Дело скоро дошло до того, что Фортуната сняла со своих жирных рук запястья и принялась хвастаться ими перед восхищенной Сцинтиллой. Наконец она и ножные браслеты сняла, и головную сетку тоже, про которую уверяла, будто она из червонного золота. Тут Трималхион это заметил и приказал принести все ее драгоценности.

– Посмотрите, – сказал он, – на эти женские цепи! Вот как нас, дураков, разоряют! Ведь этакая штука фунтов шесть с половиной весит; положим, у меня у самого есть запястье, весом в десять фунтов.

Под конец, чтобы не думали, что он врет, Трималхион приказал подать весы и обнести их кругом стола для проверки веса.

Сцинтилла оказалась не лучше: она сняла с шеи золотую ладанку, которую она называла Счастливицей, потом вытащила из ушей серьги и, в свою очередь, показала Фортунате.

– Благодаря доброте моего господина, – говорила она, – ни у кого лучше нет.

– Э! Что там? – сказал Габинна. – Ты же из меня всю душу вытянула, чтобы я купил тебе эти стеклянные балаболки!
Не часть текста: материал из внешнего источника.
impl<R: Role> Lifecycle<R> {
    pub fn new() -> Self {
        Self {
            settings: None,
            ids: SessionIdAllocator::new(),
            sessions: BTreeMap::new(),
            outbox: Vec::new(),
        }
    }

    pub fn is_enabled(&self) -> bool {
        self.settings.is_some()
    }

    pub fn settings(&self) -> Option<&Settings> {
        self.settings.as_ref()
    }

    /// Protocol state of a live session.
    pub fn state(&self, session_id: SessionId) -> Option<R::State> {
        self.sessions.get(&session_id).map(|s| s.machine.state())
    }

    /// Ids of all live sessions, oldest first.
    pub fn session_ids(&self) -> impl Iterator<Item = SessionId> + '_ {
        self.sessions.keys().copied()
    }

    /// Commands accumulated since the last call.
    pub fn take_commands(&mut self) -> Vec<Command<R::State>> {
        std::mem::take(&mut self.outbox)
    }

    /// Starts listening or connecting. Enabling again with different settings
    /// resets every session and restarts the transport; identical settings
    /// change nothing.
    pub fn enable(&mut self, settings: Settings) {
        if self.settings.as_ref() == Some(&settings) {
            tracing::debug!(role = R::NAME, "already enabled with these settings");
            return;
        }
        if self.is_enabled() {
            tracing::info!(role = R::NAME, "settings changed, restarting transport");
            self.stop(NotificationData::new(
                NotificationCode::ConnectionResetBecauseOfChangedConfiguration,
                Severity::Info,
                "configuration changed",
            ));
        }
        tracing::info!(
            role = R::NAME,
            host = %settings.network.host,
            port = settings.network.port,
            "enabled"
        );
        let network = settings.network.clone();
        let allowed_client = settings.allowed_client.clone();
        self.settings = Some(settings);
        match R::SIDE {
            Side::Server => self.outbox.push(Command::Listen {
                network,
                allowed_client,
            }),
            Side::Client => self.start_connect(),
        }
    }

    /// Ends every session with `notification`, stops listening and
    /// reconnecting, and cancels all timers.
    pub fn disable(&mut self, notification: NotificationData) {
        if !self.is_enabled() {
            return;
        }
        tracing::info!(role = R::NAME, "disabled");
        self.stop(notification);
    }

    /// Ends one session, telling the peer why. Client roles reconnect afterwards.
    pub fn reset(&mut self, session_id: SessionId, notification: NotificationData) {
        let Some(session) = self.sessions.get_mut(&session_id) else {
            tracing::warn!(role = R::NAME, session = %session_id, "reset of unknown session");
            return;
        };
        let actions = session.machine.disconnect(notification);
        self.apply(session_id, actions);
    }

    /// The application wants to send `message` on a session.
    pub fn signal(&mut self, session_id: SessionId, message: Message) {
        let Some(session) = self.sessions.get_mut(&session_id) else {
            tracing::warn!(
                role = R::NAME,
                session = %session_id,
                tag = message.tag(),
                "signal for unknown session dropped"
            );
            return;
        };
        let actions = session.machine.signal(message);
        self.apply(session_id, actions);
    }

    /// A listening role accepted a socket. `allowed` is the outcome of the
    /// allow-list check. Returns the id under which the transport must track
    /// the socket, even when it is refused.
    pub fn on_accepted(&mut self, peer: ConnectionInfo, allowed: bool) -> SessionId {
        let session_id = self.ids.next_id();
        let Some(settings) = &self.settings else {
            self.outbox.push(Command::Close { session_id });
            return session_id;
        };
        if R::SIDE != Side::Server {
            tracing::error!(role = R::NAME, %peer, "client role cannot accept connections");
            self.outbox.push(Command::Close { session_id });
            return session_id;
        }
        if !allowed {
            tracing::warn!(role = R::NAME, session = %session_id, %peer, "refusing host not on allow list");
            self.refuse(
                session_id,
                NotificationCode::ConfigurationError,
                Severity::Warning,
                format!("connection from {} not allowed", peer.host_name),
            );
            return session_id;
        }
        if R::ADMISSION == Admission::Single
            && let Some(&active) = self.sessions.keys().next()
        {
            tracing::warn!(
                role = R::NAME,
                session = %session_id,
                %active,
                %peer,
                "refusing second connection"
            );
            self.refuse(
                session_id,
                NotificationCode::ConnectionRefusedBecauseOfEstablishedConnection,
                Severity::Info,
                format!("session {active} is already established"),
            );
            self.signal(active, CheckAliveData::default().into());
            return session_id;
        }
        let session = Session::new(settings);
        self.sessions.insert(session_id, session);
        self.connected(session_id, peer);
        session_id
    }

    /// A listen attempt failed; it is retried after the retry delay.
    pub fn on_listen_failed(&mut self, error: Error) {
        let Some(settings) = &self.settings else {
            return;
        };
        tracing::warn!(role = R::NAME, %error, "listen failed, retrying");
        self.outbox.push(Command::StartTimer {
            timer: Timer::Listen,
            after: settings.network.retry_delay,
        });
    }

    /// An outgoing connection was established.
    pub fn on_connected(&mut self, session_id: SessionId, peer: ConnectionInfo) {
        if !self.sessions.contains_key(&session_id) {
            self.outbox.push(Command::Close { session_id });
            return;
        }
        self.connected(session_id, peer);
    }

    /// An outgoing connection attempt failed.
    pub fn on_connect_failed(&mut self, session_id: SessionId, error: Error) {
        self.on_closed(session_id, error);
    }

    /// Bytes arrived on a session.
    pub fn on_received(&mut self, session_id: SessionId, bytes: &[u8]) {
        let Some(Session {
            machine,
            dispatcher,
            ..
        }) = self.sessions.get_mut(&session_id)
        else {
            return;
        };
        let mut actions = Vec::new();
        let result = dispatcher.dispatch(bytes, |message| {
            actions.extend(machine.receive(message));
            if machine.is_disconnected() {
                ControlFlow::Break(())
            } else {
                ControlFlow::Continue(())
            }
        });
        if let Err(error) = result {
            actions.extend(machine.fail(error));
        }
        self.apply(session_id, actions);
    }

    /// The transport of a session is gone: peer close, read or write error.
    pub fn on_closed(&mut self, session_id: SessionId, error: Error) {
        let Some(session) = self.sessions.get_mut(&session_id) else {
            return;
        };
        let actions = session.machine.transport_closed(error);
        self.apply(session_id, actions);
    }

    pub fn on_timer(&mut self, timer: Timer) {
        let Some(settings) = &self.settings else {
            return;
        };
        match timer {
            Timer::CheckAlive(session_id) => {
                if self
                    .sessions
                    .get(&session_id)
                    .is_some_and(|s| s.machine.is_connected())
                {
                    tracing::debug!(role = R::NAME, session = %session_id, "check alive");
                    self.signal(session_id, CheckAliveData::default().into());
                }
            }
            Timer::Reconnect => {
                if R::SIDE == Side::Client && self.sessions.is_empty() {
                    self.start_connect();
                }
            }
            Timer::Listen => {
                if R::SIDE == Side::Server {
                    self.outbox.push(Command::Listen {
                        network: settings.network.clone(),
                        allowed_client: settings.allowed_client.clone(),
                    });
                }
            }
        }
    }

    fn stop(&mut self, notification: NotificationData) {
        self.settings = None;
        let ids: Vec<SessionId> = self.sessions.keys().copied().collect();
        for session_id in ids {
            self.reset(session_id, notification.clone());
        }
        match R::SIDE {
            Side::Server => {
                self.outbox.push(Command::StopListening);
                self.outbox.push(Command::CancelTimer(Timer::Listen));
            }
            Side::Client => self.outbox.push(Command::CancelTimer(Timer::Reconnect)),
        }
    }

    fn start_connect(&mut self) {
        let Some(settings) = &self.settings else {
            return;
        };
        let session_id = self.ids.next_id();
        let network = settings.network.clone();
        tracing::debug!(role = R::NAME, session = %session_id, host = %network.host, port = network.port, "connecting");
        self.sessions.insert(session_id, Session::new(settings));
        self.outbox.push(Command::Connect {
            session_id,
            network,
        });
    }

    fn connected(&mut self, session_id: SessionId, peer: ConnectionInfo) {
        let Some(session) = self.sessions.get_mut(&session_id) else {
            return;
        };
        tracing::info!(role = R::NAME, session = %session_id, %peer, "connected");
        let actions = session.machine.connect();
        let state = session.machine.state();
        if session.machine.is_disconnected() {
            self.apply(session_id, actions);
            return;
        }
        session.peer = Some(peer.clone());
        self.outbox.push(Command::Notify(Event::Connected {
            session_id,
            state,
            peer,
        }));
        self.arm_check_alive(session_id);
    }

    fn refuse(
        &mut self,
        session_id: SessionId,
        code: NotificationCode,
        severity: Severity,
        description: String,
    ) {
        let notification = Message::notification(code, severity, description);
        self.outbox.push(Command::Send {
            session_id,
            bytes: envelope::encode(&notification),
        });
        self.outbox.push(Command::Close { session_id });
    }

    fn apply(&mut self, session_id: SessionId, actions: Vec<Action<R::State>>) {
        for action in actions {
            match action {
                Action::State(state) => {
                    self.outbox
                        .push(Command::Notify(Event::State { session_id, state }));
                }
                Action::Deliver(message, state) => self.deliver(session_id, message, state),
                Action::Send(message) => self.send(session_id, &message),
                Action::Disconnected(state, error) => {
                    self.outbox.push(Command::Notify(Event::Disconnected {
                        session_id,
                        state,
                        error,
                    }));
                }
                Action::Close => self.close(session_id),
            }
        }
    }

    fn deliver(&mut self, session_id: SessionId, message: Message, state: R::State) {
        let answers_pings = self.answers_pings();
        let mut pong = None;
        if let Some(session) = self.sessions.get_mut(&session_id) {
            match &message {
                Message::ServiceDescription(_) | Message::SupervisoryServiceDescription(_) => {
                    session.peer_described = true;
                }
                Message::CheckAlive(ping) if answers_pings => pong = ping.pong(),
                _ => {}
            }
        }
        self.outbox.push(Command::Notify(Event::Message {
            session_id,
            state,
            message,
        }));
        if let Some(pong) = pong {
            self.outbox.push(Command::Defer {
                session_id,
                message: pong.into(),
            });
        }
    }

    fn answers_pings(&self) -> bool {
        R::ANSWERS_PINGS
            && self
                .settings
                .as_ref()
                .is_some_and(|s| s.check_alive_response == CheckAliveResponseMode::Auto)
    }

    fn send(&mut self, session_id: SessionId, message: &Message) {
        tracing::debug!(role = R::NAME, session = %session_id, tag = message.tag(), "send");
        self.outbox.push(Command::Send {
            session_id,
            bytes: envelope::encode(message),
        });
        self.arm_check_alive(session_id);
    }

    fn arm_check_alive(&mut self, session_id: SessionId) {
        let Some(settings) = &self.settings else {
            return;
        };
        let period = settings.network.check_alive_period;
        let live = self
            .sessions
            .get(&session_id)
            .is_some_and(|s| s.machine.is_connected());
        if live && !period.is_zero() {
            self.outbox.push(Command::StartTimer {
                timer: Timer::CheckAlive(session_id),
                after: period,
            });
        }
    }

    fn close(&mut self, session_id: SessionId) {
        self.outbox.push(Command::CancelTimer(Timer::CheckAlive(session_id)));
        self.outbox.push(Command::Close { session_id });
        let Some(session) = self.sessions.remove(&session_id) else {
            return;
        };
        if let Some(peer) = &session.peer {
            tracing::info!(role = R::NAME, session = %session_id, %peer, "session closed");
        }
        if R::SIDE == Side::Client
            && let Some(settings) = &self.settings
        {
            let after = if session.peer_described {
                Duration::ZERO
            } else {
                settings.network.retry_delay
            };
            tracing::debug!(role = R::NAME, ?after, "scheduling reconnect");
            self.outbox.push(Command::StartTimer {
                timer: Timer::Reconnect,
                after,
            });
        }
    }
}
Будь у меня дочка, я бы ей уши отрезал. Если бы не женщины, все было бы дешевле грязи; а теперь – «мочись теплым, а пей холодное».

Между тем уязвленные женщины над чем‑то тихонько хихикали, обмениваясь пьяными поцелуями: одна хвасталась хозяйственностью и домовитостью, а другая жаловалась на проказы и беспечность мужа. Но пока они обнимались, Габинна, незаметно приподнявшись, вдруг обхватил ноги Фортунаты и поднял их на ложе.

– Аи, аи! – завизжала она, видя, что туника ее задралась выше колен.

И, бросившись в объятия Сцинтиллы, она закрыла платочком лицо, раскрасневшееся и оттого еще более уродливое.

68. Когда после небольшого перерыва Трималхион приказал вторично накрыть на стол, рабы убрали все столы и принесли новые, а пол посыпали опилками, окрашенными шафраном и киноварью, и – чего я раньше никогда не видывал – толченой слюдой.

– Ну, – сказал Трималхион, – мне‑то самому и одной перемены хватило бы, а вторую трапезу только ради вас подают. Да уж ладно, если есть там что хорошенькое, тащи сюда.

Между тем александрийский мальчик, подававший горячую воду, защелкал, подражая соловью.

– Переменить! – вскоре закричал Трималхион, и вмиг появилась другая забава. Раб, сидевший в ногах Габинны, думаю, по приказанию своего хозяина, вдруг заголосил нараспев:

 

Флот Энея меж тем уж вышел в открытое море… [248]  

 

Никогда еще более режущий звук не раздирал моих ушей, к тому же он не только делал варварские ошибки и то громко, то придушенно орал, но еще и вставлял в поэму стихи из ателлан; тут впервые сам Вергилий мне показался противным…

Тем не менее, когда он наконец замолчал, Габинна захлопал и сказал:

– А ведь нигде не учился! Я его посылал на выучку к базарным разносчикам; как примется представлять погонщиков мулов или разносчиков, – нет ему равного. И вообще отчаянно способный малый: он и пекарь, он и сапожник, он и повар – всем Музам слуга. Он бы по всем статьям вышел, но будь у него двух изъянов: он обрезан и во сне храпит. Что косой – наплевать: глядит, как Венера[249]. Поэтому он ни о чем не может умолчать. Редко когда глаза смыкает. Я заплатил за него триста денариев.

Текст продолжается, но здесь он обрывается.